Ein arabischer Straßenmusikant spielte eine Art Dudelsack. Kopfschüttelnd eilte eine Gruppe Venezianerinnen an ihm vorbei, die solche Töne in den Tagen Istanbuler Terrors wohl unangebracht fanden. Nur die jüngste der Frauen blieb stehen und hörte zu. Zett bückte sich routiniert, wie um die Schnürsenkel fester zu binden. Zwanzig Schritte weiter, hinter der Kirchenwand von Zanipolo, befanden sich das Epitaph und die abgezogene Haut Marc’Antonio Bragadins, den die Türken bei Famagusta so grausam getäuscht hatten. Dieses ausgeklügelte Arrangement betrogener Kämpfer war doch kein Zufall, verdammt!
Er las: „Fahren Sie zum Supermercato am Zattere und kaufen Sie dort die oberste Tube Zahnpasta Hyperdental. Hinter der Kasse öffnen Sie die Schachtel und lesen den Beipackzettel. Vernichten Sie jetzt diese Nachricht!“
Mit trübem Blick auf Colleoni, den posthum übervorteilten Bronzereiter, zerknüllte Zett das Papier und schnippte es in den Rio dei Mendicanti. Er war nicht mehr jung und brauchte das Geld – Hisbollah hin, Paranoia her.
Machte ihm jemand Zeitvorgaben? Nein! Also fuhr Zett den denkbar umständlichsten Weg, um herauszufinden, wer ihm durch mehr als zwei Wasserbusse folgte. Und bald hatte er den osteuropäischen Lockenkopf entdeckt. Ihre Hand trommelte mit langen, unlackierten Fingernägeln auf dem Holz der Gepäckablage.
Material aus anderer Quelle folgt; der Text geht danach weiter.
use super::{ConfigObject, ConfigValue};
use std::collections::HashMap;
use std::fmt::{Debug, Formatter};

impl ConfigObject {
    pub fn new() -> Self {
        Self {
            entries: Vec::new(),
            index: HashMap::new(),
            ignores_fallbacks: false,
        }
    }

    pub fn get(&self, key: &str) -> Option<&ConfigValue> {
        self.index.get(key).map(|i| &self.entries[*i].1)
    }

    pub fn contains_key(&self, key: &str) -> bool {
        self.index.contains_key(key)
    }

    /// Set a key. A new key appends; an existing key is replaced in place so
    /// the original insertion position is kept.
    pub(crate) fn insert(&mut self, key: String, value: ConfigValue) {
        match self.index.get(&key) {
            Some(i) => self.entries[*i].1 = value,
            None => {
                self.index.insert(key.clone(), self.entries.len());
                self.entries.push((key, value));
            }
        }
    }

    pub fn len(&self) -> usize {
        self.entries.len()
    }

    pub fn is_empty(&self) -> bool {
        self.entries.is_empty()
    }

    /// Keys in insertion order.
    pub fn keys(&self) -> impl Iterator<Item = &str> {
        self.entries.iter().map(|(k, _)| k.as_str())
    }

    /// Entries in insertion order.
    pub fn iter(&self) -> impl Iterator<Item = (&str, &ConfigValue)> {
        self.entries.iter().map(|(k, v)| (k.as_str(), v))
    }

    pub(crate) fn values(&self) -> impl Iterator<Item = &ConfigValue> {
        self.entries.iter().map(|(_, v)| v)
    }

    pub(crate) fn set_ignores_fallbacks(&mut self, ignores_fallbacks: bool) {
        self.ignores_fallbacks = ignores_fallbacks;
    }
}

impl Default for ConfigObject {
    fn default() -> Self {
        Self::new()
    }
}

impl Debug for ConfigObject {
    fn fmt(&self, f: &mut Formatter<'_>) -> std::fmt::Result {
        f.debug_map()
            .entries(self.entries.iter().map(|(k, v)| (k, v)))
            .finish()
    }
}
use super::{Code, Position};
use once_cell::unsync::OnceCell;

impl<'c> From<&'c str> for Code<'c> {
    fn from(text: &'c str) -> Self {
        Code::new(text)
    }
}

impl<'c> Code<'c> {
    pub fn new(text: &'c str) -> Self {
        Self {
            text,
            line_breaks: OnceCell::new(),
        }
    }

    /// Slice the original text between two byte offsets.
    ///
    /// The tokenizer only produces offsets on ASCII boundaries, so the slice
    /// is always on a character boundary.
    pub fn slice(&self, start: usize, end: usize) -> &'c str {
        &self.text[start..end]
    }

    pub fn obtain_line_breaks(&self) -> &Vec<usize> {
        self.line_breaks.get_or_init(|| {
            self.text
                .bytes()
                .enumerate()
                .filter_map(|(index, n)| if n == b'\n' { Some(index) } else { None })
                .collect()
        })
    }

    /// The 1-based line number at a byte offset.
    pub fn obtain_line(&self, pointer: usize) -> usize {
        let line_breaks = self.obtain_line_breaks();
        let index = match line_breaks.binary_search(&pointer) {
            Ok(index) | Err(index) => index,
        };
        index + 1
    }

    pub fn obtain_position(&self, pointer: usize) -> Position {
        let line_breaks = self.obtain_line_breaks();
        let index = match line_breaks.binary_search(&pointer) {
            Ok(index) | Err(index) => index,
        };

        if index == 0 {
            Position::new(1, self.text[..pointer].chars().count() + 1)
        } else {
            let break_point = line_breaks[index - 1] + 1;
            Position::new(index + 1, self.text[break_point..pointer].chars().count() + 1)
        }
    }
}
Peinlich achtete sie darauf, dass ihr Haar nicht die fettige Scheibe der Bootsbrücke berührte. Ganze fünf Mal musste sie mit ihm umsteigen, bevor Zett ihr den Gefallen tat, den Supermarkt anzusteuern.
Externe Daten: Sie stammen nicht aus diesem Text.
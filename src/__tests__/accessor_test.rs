use crate::value::ValueKind;
use crate::{Config, ConfigError};
use std::time::Duration;

fn parse(text: &str) -> Config {
    match Config::parse_string(text) {
        Ok(conf) => conf,
        Err(err) => panic!("failed to parse {:?}: {}", text, err),
    }
}

#[test]
pub fn typed_getters_test() {
    let conf = parse(
        "ints : { a : 1, large : 2147483648 }\n\
         floats : { a : 3.14 }\n\
         strings : { a : hello }\n\
         booleans : { t : true, f : false }",
    );
    assert_eq!(conf.get_int("ints.a").unwrap(), 1);
    assert_eq!(conf.get_long("ints.large").unwrap(), 2147483648);
    assert_eq!(conf.get_double("floats.a").unwrap(), 3.14);
    assert_eq!(conf.get_string("strings.a").unwrap(), "hello");
    assert!(conf.get_boolean("booleans.t").unwrap());
    assert!(!conf.get_boolean("booleans.f").unwrap());
}

#[test]
pub fn numeric_coercion_test() {
    let conf = parse("a : 1, b : 2.0, c : 3");
    // int widens to long and double
    assert_eq!(conf.get_long("a").unwrap(), 1);
    assert_eq!(conf.get_double("a").unwrap(), 1.0);
    // integral double narrows to int and long
    assert_eq!(conf.get_int("b").unwrap(), 2);
    assert_eq!(conf.get_long("b").unwrap(), 2);
    // strings are never numbers
    let conf = parse("s : \"4\"");
    assert!(matches!(
        conf.get_int("s"),
        Err(ConfigError::WrongType { .. })
    ));
}

#[test]
pub fn out_of_range_int_test() {
    let conf = parse("big : 2147483648");
    match conf.get_int("big") {
        Err(ConfigError::WrongType { message, .. }) => {
            assert!(message.contains("out-of-range"), "{}", message);
        }
        other => panic!("expected WrongType, got {:?}", other),
    }
}

#[test]
pub fn missing_versus_null_test() {
    let conf = parse("nothing : null");
    match conf.get_int("absent") {
        Err(ConfigError::Missing { path }) => assert_eq!(path, "absent"),
        other => panic!("expected Missing, got {:?}", other),
    }
    match conf.get_int("nothing") {
        Err(ConfigError::Null { path, .. }) => assert_eq!(path, "nothing"),
        other => panic!("expected Null, got {:?}", other),
    }
    // null is distinct from missing for get_value
    assert!(matches!(
        conf.get_value("nothing").unwrap().kind(),
        ValueKind::Null
    ));
}

#[test]
pub fn wrong_type_on_the_way_test() {
    let conf = parse("a : { b : 42 }");
    match conf.get_int("a.b.c") {
        Err(ConfigError::WrongType { message, .. }) => {
            assert!(message.contains("a.b"), "{}", message);
            assert!(message.contains("object"), "{}", message);
        }
        other => panic!("expected WrongType, got {:?}", other),
    }
}

#[test]
pub fn has_path_test() {
    let conf = parse("a : { b : 1 }, n : null");
    assert!(conf.has_path("a"));
    assert!(conf.has_path("a.b"));
    assert!(!conf.has_path("a.c"));
    assert!(!conf.has_path("n"));
    assert!(!conf.has_path("a.b.c"));
}

#[test]
pub fn has_path_iff_get_value_non_null_test() {
    let conf = parse("a : { b : 1, c : null }, d : [1]");
    for path in ["a", "a.b", "a.c", "a.x", "d", "nope"] {
        let non_null = matches!(
            conf.get_value(path),
            Ok(v) if !matches!(v.kind(), ValueKind::Null)
        );
        assert_eq!(conf.has_path(path), non_null, "at {}", path);
    }
}

#[test]
pub fn get_config_test() {
    let conf = parse("server : { port : 80, host : localhost }");
    let server = conf.get_config("server").unwrap();
    assert_eq!(server.get_int("port").unwrap(), 80);
    assert_eq!(server.get_string("host").unwrap(), "localhost");
}

#[test]
pub fn typed_lists_test() {
    let conf = parse(
        "ints : [1, 2, 3]\n\
         strings : [a, b]\n\
         bools : [true, false]\n\
         doubles : [1.5, 2]\n\
         objects : [{ a : 1 }, { a : 2 }]",
    );
    assert_eq!(conf.get_int_list("ints").unwrap(), vec![1, 2, 3]);
    assert_eq!(
        conf.get_string_list("strings").unwrap(),
        vec!["a".to_string(), "b".to_string()]
    );
    assert_eq!(conf.get_boolean_list("bools").unwrap(), vec![true, false]);
    assert_eq!(conf.get_double_list("doubles").unwrap(), vec![1.5, 2.0]);
    let configs = conf.get_config_list("objects").unwrap();
    assert_eq!(configs.len(), 2);
    assert_eq!(configs[1].get_int("a").unwrap(), 2);
}

#[test]
pub fn duration_accessors_test() {
    let conf = parse("t : 250ms, plain : 100, frac : \"2.5s\"");
    assert_eq!(conf.get_milliseconds("t").unwrap(), 250);
    assert_eq!(conf.get_nanoseconds("t").unwrap(), 250_000_000);
    assert_eq!(conf.get_duration("t").unwrap(), Duration::from_millis(250));
    // a plain number is milliseconds
    assert_eq!(conf.get_milliseconds("plain").unwrap(), 100);
    assert_eq!(conf.get_duration("frac").unwrap(), Duration::from_millis(2500));
}

#[test]
pub fn duration_list_accessors_test() {
    let conf = parse("ds : [1s, \"500ms\", 25]");
    assert_eq!(
        conf.get_duration_list("ds").unwrap(),
        vec![
            Duration::from_secs(1),
            Duration::from_millis(500),
            Duration::from_millis(25)
        ]
    );
    assert_eq!(conf.get_milliseconds_list("ds").unwrap(), vec![1000, 500, 25]);
}

#[test]
pub fn bytes_accessors_test() {
    let conf = parse("m : \"1M\", plain : 1024, dec : \"1MB\"");
    assert_eq!(conf.get_bytes("m").unwrap(), 1024 * 1024);
    assert_eq!(conf.get_bytes("plain").unwrap(), 1024);
    assert_eq!(conf.get_bytes("dec").unwrap(), 1_000_000);
}

#[test]
pub fn bad_unit_string_is_bad_value_test() {
    let conf = parse("t : \"100 dollars\"");
    match conf.get_nanoseconds("t") {
        Err(ConfigError::BadValue { message, .. }) => {
            assert!(message.contains("time unit"), "{}", message);
        }
        other => panic!("expected BadValue, got {:?}", other),
    }
}

#[test]
pub fn with_only_path_test() {
    let conf = parse("a : { b : 1, c : 2 }, d : 3");
    let only = conf.with_only_path("a.b").unwrap();
    assert_eq!(only.get_int("a.b").unwrap(), 1);
    assert!(!only.has_path("a.c"));
    assert!(!only.has_path("d"));

    let nothing = conf.with_only_path("no.such.path").unwrap();
    assert!(nothing.is_empty());
}

#[test]
pub fn without_path_test() {
    let conf = parse("a : { b : 1, c : 2 }, d : 3");
    let without = conf.without_path("a.b").unwrap();
    assert!(!without.has_path("a.b"));
    assert_eq!(without.get_int("a.c").unwrap(), 2);
    assert_eq!(without.get_int("d").unwrap(), 3);
}

#[test]
pub fn with_only_and_without_are_complementary_test() {
    let conf = parse("a : { b : 1, c : 2 }, d : 3");
    let round_one = conf.without_path("a.b").unwrap().with_only_path("a.b").unwrap();
    assert!(!round_one.has_path("a.b"));
    let round_two = conf.with_only_path("a.b").unwrap().without_path("a.b").unwrap();
    assert!(!round_two.has_path("a.b"));
}

#[test]
pub fn entry_set_test() {
    let conf = parse("a : { b : 1, c : null }, d : [1, 2], e : 3");
    let entries = conf.entry_set().unwrap();
    let paths: Vec<&str> = entries.iter().map(|(p, _)| p.as_str()).collect();
    // nulls are skipped, lists are leaves
    assert_eq!(paths, vec!["a.b", "d", "e"]);
}

#[test]
pub fn quoted_path_accessor_test() {
    let conf = parse("\"a.b\" : 1, a : { b : 2 }");
    assert_eq!(conf.get_int("\"a.b\"").unwrap(), 1);
    assert_eq!(conf.get_int("a.b").unwrap(), 2);
}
Dort folgte er eine Weile der Putzmaschine, trödelte durch die frisch gewienerten Gänge und zog sogar die vorgeschriebenen Plastikhandschuhe über, um die Qualität unverpackter Birnen zu prüfen. Schließlich verlor sein eleganter Schatten die Nerven und rauschte an ihm vorbei zur Kasse, wohl um ihn draußen vor dem Eingang abzupassen. Was sie aufs Band legte, war ausgerechnet eine Zahnbürste – vielleicht ein Gag zu viel für Hisbollah. Vielleicht gehörte sie ja zu den neuen Auftraggebern. Jedenfalls merkte Zett, wie sich ein Teil seiner Verkrampfung löste, während er las: „Nehmen Sie beim Anleger Accademia die nächste Verbindung zur Fondamenta Nuove. Von dort fahren Sie nach Torcello und kommen zum Bootsanleger hinter Santa Maria Assunta.